Blake E.S. would never let a batch of go out if the technician didn’t know the difference between a surfactant and an emulsifier. Why do we let a surgical extraction proceed when the person assisting doesn’t know the name of the instrument that is currently prying a human tooth out of a jawbone? It is a question that deserves an answer, one that doesn’t involve guessing.
The next time the surgeon puts his hand out, I want every assistant in the country to know exactly what needs to go there, and exactly why. No more delays. No more hollow victories. Just the cold, hard certainty of a job well understood.
I’m tired of guessing. I think we all are. It’s time to turn the lights on in the dark house and finally name the things that we’ve been bumping into all these years. It might take an extra , and it might mean admitting we don’t know everything, but the bruises will finally have a chance to heal.
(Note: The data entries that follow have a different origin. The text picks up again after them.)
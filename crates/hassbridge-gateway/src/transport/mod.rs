//! Transport layer (HTTP service calls).
//!
//! Exposes the service-call endpoint and the codec that turns a request body
//! into a `ServiceCall` before it reaches the dispatcher.

pub mod codec;
pub mod http;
As I walked out of the clinic today, the clock on the wall read . I felt a strange sense of lightness. I had asked the name of a new serrated elevator we just received. It’s a small thing, a tiny fragment of knowledge in a career, but it’s mine now. It isn’t a guess anymore. It’s a fact. And in a world of expensive mud and surgical shadows, a fact is the most beautiful thing you can hold in your hand.
We spend so much time worrying about the patient’s comfort, which is 103-percent necessary, but we forget that a confident, educated team is the greatest comfort a patient can have. When the instruments are right, and the names are known, the surgery isn’t a battle. It’s a craft.
And a craft, unlike a guess, can be taught. It can be perfected. It can be trusted.
The surgeon’s hand was an open palm.
“Bein,” he said.
I didn’t hesitate for a single second. I picked it up, felt the balance, and placed it perfectly in his grip.
“Thank you,” he muttered.
It was the first time in 23 surgeries he had said that. It won’t be the last.